[DATA FOR REVIEW]

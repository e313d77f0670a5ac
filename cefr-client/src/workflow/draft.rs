use crate::text_stats::TextStats;
use crate::types::{AnalysisInput, UploadedFile};

/// The input being edited before submission.
///
/// Typing replaces any attached file and attaching a file replaces the text,
/// so a submitted input never carries both.
#[derive(Debug, Clone, Default, PartialEq, Eq)]
pub struct InputDraft {
    text: String,
    file: Option<UploadedFile>,
}

impl InputDraft {
    pub fn new() -> Self {
        Self::default()
    }

    /// Replace the typed text; drops any attached file
    pub fn set_text<S: Into<String>>(&mut self, text: S) {
        self.text = text.into();
        self.file = None;
    }

    /// Attach a file; drops any typed text
    pub fn attach_file(&mut self, file: UploadedFile) {
        self.file = Some(file);
        self.text.clear();
    }

    pub fn detach_file(&mut self) -> Option<UploadedFile> {
        self.file.take()
    }

    pub fn clear(&mut self) {
        self.text.clear();
        self.file = None;
    }

    pub fn text(&self) -> &str {
        &self.text
    }

    pub fn file(&self) -> Option<&UploadedFile> {
        self.file.as_ref()
    }

    pub fn is_empty(&self) -> bool {
        self.text.is_empty() && self.file.is_none()
    }

    /// Live counts for the typed text
    pub fn stats(&self) -> TextStats {
        TextStats::compute(&self.text)
    }

    pub fn to_input(&self) -> AnalysisInput {
        AnalysisInput {
            text: self.text.clone(),
            file: self.file.clone(),
        }
    }
}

[/DATA FOR REVIEW]

## PROBLEM TO SOLVE
Reproduce all of the entries word for word. Omit nothing.

## RESPONSE BELOW
repository e313d77f0670a5ac
filename cefr-client/src/workflow/draft.rs
use crate::text_stats::TextStats;
use crate::types::{AnalysisInput, UploadedFile};

/// The input being edited before submission.
///
/// Typing replaces any attached file and attaching a file replaces the text,
/// so a submitted input never carries both.
#[derive(Debug, Clone, Default, PartialEq, Eq)]
pub struct InputDraft {
    text: String,
    file: Option<UploadedFile>,
}

impl InputDraft {
    pub fn new() -> Self {
        Self::default()
    }

    /// Replace the typed text; drops any attached file
    pub fn set_text<S: Into<String>>(&mut self, text: S) {
        self.text = text.into();
        self.file = None;
    }

    /// Attach a file; drops any typed text
    pub fn attach_file(&mut self, file: UploadedFile) {
        self.file = Some(file);
        self.text.clear();
    }

    pub fn detach_file(&mut self) -> Option<UploadedFile> {
        self.file.take()
    }

    pub fn clear(&mut self) {
        self.text.clear();
        self.file = None;
    }

    pub fn text(&self) -> &str {
        &self.text
    }

    pub fn file(&self) -> Option<&UploadedFile> {
        self.file.as_ref()
    }

    pub fn is_empty(&self) -> bool {
        self.text.is_empty() && self.file.is_none()
    }

    /// Live counts for the typed text
    pub fn stats(&self) -> TextStats {
        TextStats::compute(&self.text)
    }

    pub fn to_input(&self) -> AnalysisInput {
        AnalysisInput {
            text: self.text.clone(),
            file: self.file.clone(),
        }
    }
}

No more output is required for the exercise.